The unnamed narrator of The Shadow Year lives with his family in the suburbs of 1960s Long Island. He has an older brother, Jim, and younger sister, Mary. Their dad works three jobs and their mom is an alcoholic who can barely function at times. Their grandparents live in the garage converted into an apartment. It may not be an ideal life, but it’s what the kids know, and the adults (maybe not so much their mom) help them make the best of things.
The kids, more or less, live in their own world. Their dad is always at work, their mom is usually passed out on the couch, and their grandparents are often busy doing old people stuff, but they do make time for their grandchildren when the kids decide to come in from outside or up from the basement.
The brothers have a replica of their neighborhood in the basement they made with a lot of cardboard, clay and a ton of patience. They call it Botch Town, and they created everything, including their house and street, down to the finest details their young hands could render. They spend the closing days of summer moving cars and people around Botch Town as they dread the oncoming school term. Mary spends most of her time in the basement smoking cigarettes and playing school with her imaginary friends.
It’s in the final throes of summer that a prowler begins to stalk the streets. It is reported that a man in a white coat, and driving a white car, has been peeping in peoples’ windows at night. The neighborhood is thrown into a tizzy which becomes a full blown panic when a kid, a fellow sixth grader with the narrator, goes missing.
When school finally starts with a high degree of caution and concern for the students, especially the little ones, the narrator and his brother discover something quite odd: Mary seems to be able to predict the movements of the prowler, whom they’ve nicknamed Mr. White. She does this by moving the cars and figures around Botch Town.

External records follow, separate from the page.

//! Point-in-time backups of the state document and the log directory.
//!
//! A pass is best-effort: the state snapshot and the log bundle are taken
//! independently, then expired backups of each kind are evicted. Sources
//! are only ever read.

use crate::types::{Backup, BackupError, BackupKind, BackupReport};
use chrono::{DateTime, Utc};
use flate2::write::GzEncoder;
use flate2::Compression;
use keeper_common::retention::{evict_expired, format_timestamp, unique_path};
use std::fs::{self, File};
use std::io::{self, BufWriter, Write};
use std::path::{Path, PathBuf};
use std::time::Duration;
use tracing::{debug, info, warn};
use walkdir::WalkDir;

const STATE_SUFFIX: &str = ".json";
const BUNDLE_SUFFIX: &str = ".tar.gz";
const BUNDLE_PREFIX: &str = "logs";

pub const DEFAULT_RETENTION: Duration = Duration::from_secs(7 * 24 * 60 * 60);

#[derive(Debug, Clone)]
pub struct BackupScheduler {
    state_file: PathBuf,
    state_kind: String,
    log_dir: PathBuf,
    backup_dir: PathBuf,
    retention: Duration,
}

impl BackupScheduler {
    pub fn new(
        state_file: impl Into<PathBuf>,
        log_dir: impl Into<PathBuf>,
        backup_dir: impl Into<PathBuf>,
    ) -> Self {
        Self {
            state_file: state_file.into(),
            state_kind: "state".to_string(),
            log_dir: log_dir.into(),
            backup_dir: backup_dir.into(),
            retention: DEFAULT_RETENTION,
        }
    }

    /// Name prefix of state snapshots, `<state_kind>_<ts>.json`.
    pub fn with_state_kind(mut self, kind: impl Into<String>) -> Self {
        self.state_kind = kind.into();
        self
    }

    pub fn with_retention(mut self, retention: Duration) -> Self {
        self.retention = retention;
        self
    }

    pub fn backup_dir(&self) -> &Path {
        &self.backup_dir
    }

    pub fn run(&self) -> BackupReport {
        self.run_at(Utc::now())
    }

    /// Run a pass as if the clock read `now`.
    pub fn run_at(&self, now: DateTime<Utc>) -> BackupReport {
        let mut report = BackupReport::default();

        if let Err(e) = fs::create_dir_all(&self.backup_dir) {
            warn!(dir = %self.backup_dir.display(), error = %e, "Cannot create backup directory");
            report
                .errors
                .push(BackupError::new(BackupKind::StateSnapshot, &self.backup_dir, &e));
            report
                .errors
                .push(BackupError::new(BackupKind::LogBundle, &self.backup_dir, &e));
            return report;
        }

        match self.snapshot_state(now) {
            Ok(Some(backup)) => report.created.push(backup),
            Ok(None) => report.skipped.push(self.state_file.clone()),
            Err(e) => report.errors.push(e),
        }

        match self.bundle_logs(now, &mut report.errors) {
            Ok(Some(backup)) => report.created.push(backup),
            Ok(None) => report.skipped.push(self.log_dir.clone()),
            Err(e) => report.errors.push(e),
        }

        self.evict(now, &mut report);

        info!(
            created = report.created.len(),
            skipped = report.skipped.len(),
            evicted = report.evicted.len(),
            errors = report.errors.len(),
            "Backup pass finished"
        );
        report
    }

    /// Copy the state file verbatim. `Ok(None)` when there is no state file.
    pub fn snapshot_state(&self, now: DateTime<Utc>) -> Result<Option<Backup>, BackupError> {
        let kind = BackupKind::StateSnapshot;
        if !self.state_file.is_file() {
            debug!(path = %self.state_file.display(), "No state file, skipping snapshot");
            return Ok(None);
        }

        let stem = format!("{}_{}", self.state_kind, format_timestamp(now));
        let target = unique_path(&self.backup_dir, &stem, STATE_SUFFIX);
        let partial = partial_path(&target);

        let result = fs::copy(&self.state_file, &partial).and_then(|_| fs::rename(&partial, &target));
        if let Err(e) = result {
            let _ = fs::remove_file(&partial);
            warn!(path = %self.state_file.display(), error = %e, "State snapshot failed");
            return Err(BackupError::new(kind, &self.state_file, e));
        }

        info!(source = %self.state_file.display(), backup = %target.display(), "State snapshot written");
        Ok(Some(Backup {
            kind,
            timestamp: now,
            path: target,
        }))
    }

    /// Tar and gzip every regular file under the log directory.
    ///
    /// Files that cannot be read are recorded in `errors` and left out of the
    /// bundle. `Ok(None)` when there is no log directory.
    pub fn bundle_logs(
        &self,
        now: DateTime<Utc>,
        errors: &mut Vec<BackupError>,
    ) -> Result<Option<Backup>, BackupError> {
        let kind = BackupKind::LogBundle;
        if !self.log_dir.is_dir() {
            debug!(path = %self.log_dir.display(), "No log directory, skipping bundle");
            return Ok(None);
        }

        let stem = format!("{}_{}", BUNDLE_PREFIX, format_timestamp(now));
        let target = unique_path(&self.backup_dir, &stem, BUNDLE_SUFFIX);
        let partial = partial_path(&target);

        let result = self
            .write_bundle(&partial, errors)
            .and_then(|files| fs::rename(&partial, &target).map(|_| files));
        let files = match result {
            Ok(files) => files,
            Err(e) => {
                let _ = fs::remove_file(&partial);
                warn!(path = %self.log_dir.display(), error = %e, "Log bundle failed");
                return Err(BackupError::new(kind, &target, e));
            }
        };

        info!(source = %self.log_dir.display(), backup = %target.display(), files, "Log bundle written");
        Ok(Some(Backup {
            kind,
            timestamp: now,
            path: target,
        }))
    }

    fn write_bundle(&self, dest: &Path, errors: &mut Vec<BackupError>) -> io::Result<usize> {
        let writer = BufWriter::new(File::create(dest)?);
        let mut builder = tar::Builder::new(GzEncoder::new(writer, Compression::default()));
        let root_name = self
            .log_dir
            .file_name()
            .map(PathBuf::from)
            .unwrap_or_else(|| PathBuf::from(BUNDLE_PREFIX));
        let backup_dir = self.backup_dir.clone();
        let mut files = 0;

        let walker = WalkDir::new(&self.log_dir)
            .follow_links(false)
            .into_iter()
            // Never bundle our own output if it lives under the log dir.
            .filter_entry(move |entry| entry.path() != backup_dir);

        for entry in walker {
            let entry = match entry {
                Ok(entry) => entry,
                Err(e) => {
                    let path = e.path().map(Path::to_path_buf).unwrap_or_else(|| self.log_dir.clone());
                    errors.push(BackupError::new(BackupKind::LogBundle, path, &e));
                    continue;
                }
            };
            if !entry.file_type().is_file() {
                continue;
            }
            let path = entry.path();
            let name = match path.strip_prefix(&self.log_dir) {
                Ok(relative) => root_name.join(relative),
                Err(_) => continue,
            };

            // Read the whole file first so a writer appending or a rotation
            // truncating it cannot change the size under the tar header.
            let data = match fs::read(path) {
                Ok(data) => data,
                Err(e) if e.kind() == io::ErrorKind::NotFound => {
                    debug!(path = %path.display(), "Log file vanished during backup");
                    continue;
                }
                Err(e) => {
                    warn!(path = %path.display(), error = %e, "Cannot read log file for backup");
                    errors.push(BackupError::new(BackupKind::LogBundle, path, e));
                    continue;
                }
            };

            let mut header = tar::Header::new_gnu();
            header.set_size(data.len() as u64);
            header.set_mode(0o644);
            header.set_mtime(mtime_secs(path));
            builder.append_data(&mut header, &name, data.as_slice())?;
            files += 1;
        }

        let encoder = builder.into_inner()?;
        let mut writer = encoder.finish()?;
        writer.flush()?;
        writer.get_ref().sync_all()?;
        Ok(files)
    }

    fn evict(&self, now: DateTime<Utc>, report: &mut BackupReport) {
        let state_prefix = format!("{}_", self.state_kind);
        let bundle_prefix = format!("{}_", BUNDLE_PREFIX);

        let suffix_of = |name: &str| -> Option<&'static str> {
            if name.starts_with(&state_prefix) && name.ends_with(STATE_SUFFIX) {
                Some(STATE_SUFFIX)
            } else if name.starts_with(&bundle_prefix) && name.ends_with(BUNDLE_SUFFIX) {
                Some(BUNDLE_SUFFIX)
            } else {
                None
            }
        };

        match evict_expired(&self.backup_dir, now, self.retention, suffix_of) {
            Ok(eviction) => {
                report.evicted = eviction.evicted;
                for (path, e) in eviction.failures {
                    let kind = kind_of(&path);
                    report.errors.push(BackupError::new(kind, path, e));
                }
            }
            Err(e) => {
                warn!(dir = %self.backup_dir.display(), error = %e, "Failed to scan backup directory");
                report
                    .errors
                    .push(BackupError::new(BackupKind::StateSnapshot, &self.backup_dir, e));
            }
        }
    }
}

fn kind_of(path: &Path) -> BackupKind {
    if path.to_string_lossy().ends_with(BUNDLE_SUFFIX) {
        BackupKind::LogBundle
    } else {
        BackupKind::StateSnapshot
    }
}

fn partial_path(target: &Path) -> PathBuf {
    let mut name = target.as_os_str().to_os_string();
    name.push(".partial");
    PathBuf::from(name)
}

fn mtime_secs(path: &Path) -> u64 {
    fs::metadata(path)
        .and_then(|m| m.modified())
        .ok()
        .and_then(|t| t.duration_since(std::time::UNIX_EPOCH).ok())
        .map(|d| d.as_secs())
        .unwrap_or(0)
}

She’s not sure how she’s able to do it, it just comes to her. It’s not long before the replica of Mr. White and his car are moving closer to their house in Botch Town.
The Shadow Year is a tough book to describe. It’s full of mystery and wonder with a good helping of fear. It’s a feeling. You either get it or you don’t. And it will not be a book for everyone; some people, if they finish it, will utterly hate it for it’s unanswered questions. Others will scratch their heads, and then there will be those last few readers who will know nothing but the feeling of the book and swear allegiance to it.
Stephen King once wrote that books are portable kind of magic. They are a magic we can take everywhere, and they are a magic that can take us anywhere. The Shadow Year is a particular kind of magic: the magic we only know in childhood and think we still know as adults.